[Stored records]
□ □ □ □

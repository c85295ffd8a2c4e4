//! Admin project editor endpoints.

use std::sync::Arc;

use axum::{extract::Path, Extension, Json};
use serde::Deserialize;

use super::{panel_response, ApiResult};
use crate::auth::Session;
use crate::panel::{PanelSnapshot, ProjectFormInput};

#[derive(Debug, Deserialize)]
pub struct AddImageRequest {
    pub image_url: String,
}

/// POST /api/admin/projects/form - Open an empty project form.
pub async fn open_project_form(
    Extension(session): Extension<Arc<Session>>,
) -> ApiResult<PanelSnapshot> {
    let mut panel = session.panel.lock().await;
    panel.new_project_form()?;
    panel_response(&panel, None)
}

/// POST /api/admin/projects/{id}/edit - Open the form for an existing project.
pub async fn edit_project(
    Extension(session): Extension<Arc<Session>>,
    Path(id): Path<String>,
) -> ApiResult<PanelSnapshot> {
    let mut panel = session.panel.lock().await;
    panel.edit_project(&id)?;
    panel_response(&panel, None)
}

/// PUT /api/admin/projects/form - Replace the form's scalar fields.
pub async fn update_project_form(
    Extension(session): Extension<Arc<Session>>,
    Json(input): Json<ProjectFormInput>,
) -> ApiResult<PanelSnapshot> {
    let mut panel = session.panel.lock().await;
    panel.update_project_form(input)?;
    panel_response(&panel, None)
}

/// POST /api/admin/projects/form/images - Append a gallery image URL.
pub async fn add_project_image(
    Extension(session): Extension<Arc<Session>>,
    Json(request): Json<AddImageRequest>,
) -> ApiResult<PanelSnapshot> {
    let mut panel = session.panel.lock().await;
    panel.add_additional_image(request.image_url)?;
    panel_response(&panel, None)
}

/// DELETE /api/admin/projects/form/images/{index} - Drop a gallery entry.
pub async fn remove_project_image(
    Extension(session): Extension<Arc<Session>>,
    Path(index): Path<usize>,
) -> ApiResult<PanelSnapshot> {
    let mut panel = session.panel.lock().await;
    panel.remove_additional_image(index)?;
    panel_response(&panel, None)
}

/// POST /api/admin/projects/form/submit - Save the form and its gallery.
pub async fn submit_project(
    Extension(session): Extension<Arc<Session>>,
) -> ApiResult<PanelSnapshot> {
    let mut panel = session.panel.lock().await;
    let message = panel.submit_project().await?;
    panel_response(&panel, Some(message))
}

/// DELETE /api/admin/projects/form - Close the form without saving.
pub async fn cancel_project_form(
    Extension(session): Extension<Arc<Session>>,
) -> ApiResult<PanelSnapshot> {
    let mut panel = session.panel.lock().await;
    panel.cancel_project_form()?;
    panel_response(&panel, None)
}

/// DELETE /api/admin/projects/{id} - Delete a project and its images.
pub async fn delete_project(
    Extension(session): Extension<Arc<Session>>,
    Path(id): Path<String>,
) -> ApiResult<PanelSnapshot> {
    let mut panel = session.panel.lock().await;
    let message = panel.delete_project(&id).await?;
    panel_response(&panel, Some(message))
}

□ □ □ □

## Aim of the task
Each entry above has to be duplicated exactly as it stands.

## Response to the exercise
repository c85295ffd8a2c4e4
//! Admin project editor endpoints.

use std::sync::Arc;

use axum::{extract::Path, Extension, Json};
use serde::Deserialize;

use super::{panel_response, ApiResult};
use crate::auth::Session;
use crate::panel::{PanelSnapshot, ProjectFormInput};

#[derive(Debug, Deserialize)]
pub struct AddImageRequest {
    pub image_url: String,
}

/// POST /api/admin/projects/form - Open an empty project form.
pub async fn open_project_form(
    Extension(session): Extension<Arc<Session>>,
) -> ApiResult<PanelSnapshot> {
    let mut panel = session.panel.lock().await;
    panel.new_project_form()?;
    panel_response(&panel, None)
}

/// POST /api/admin/projects/{id}/edit - Open the form for an existing project.
pub async fn edit_project(
    Extension(session): Extension<Arc<Session>>,
    Path(id): Path<String>,
) -> ApiResult<PanelSnapshot> {
    let mut panel = session.panel.lock().await;
    panel.edit_project(&id)?;
    panel_response(&panel, None)
}

/// PUT /api/admin/projects/form - Replace the form's scalar fields.
pub async fn update_project_form(
    Extension(session): Extension<Arc<Session>>,
    Json(input): Json<ProjectFormInput>,
) -> ApiResult<PanelSnapshot> {
    let mut panel = session.panel.lock().await;
    panel.update_project_form(input)?;
    panel_response(&panel, None)
}

/// POST /api/admin/projects/form/images - Append a gallery image URL.
pub async fn add_project_image(
    Extension(session): Extension<Arc<Session>>,
    Json(request): Json<AddImageRequest>,
) -> ApiResult<PanelSnapshot> {
    let mut panel = session.panel.lock().await;
    panel.add_additional_image(request.image_url)?;
    panel_response(&panel, None)
}

/// DELETE /api/admin/projects/form/images/{index} - Drop a gallery entry.
pub async fn remove_project_image(
    Extension(session): Extension<Arc<Session>>,
    Path(index): Path<usize>,
) -> ApiResult<PanelSnapshot> {
    let mut panel = session.panel.lock().await;
    panel.remove_additional_image(index)?;
    panel_response(&panel, None)
}

/// POST /api/admin/projects/form/submit - Save the form and its gallery.
pub async fn submit_project(
    Extension(session): Extension<Arc<Session>>,
) -> ApiResult<PanelSnapshot> {
    let mut panel = session.panel.lock().await;
    let message = panel.submit_project().await?;
    panel_response(&panel, Some(message))
}

/// DELETE /api/admin/projects/form - Close the form without saving.
pub async fn cancel_project_form(
    Extension(session): Extension<Arc<Session>>,
) -> ApiResult<PanelSnapshot> {
    let mut panel = session.panel.lock().await;
    panel.cancel_project_form()?;
    panel_response(&panel, None)
}

/// DELETE /api/admin/projects/{id} - Delete a project and its images.
pub async fn delete_project(
    Extension(session): Extension<Arc<Session>>,
    Path(id): Path<String>,
) -> ApiResult<PanelSnapshot> {
    let mut panel = session.panel.lock().await;
    let message = panel.delete_project(&id).await?;
    panel_response(&panel, Some(message))
}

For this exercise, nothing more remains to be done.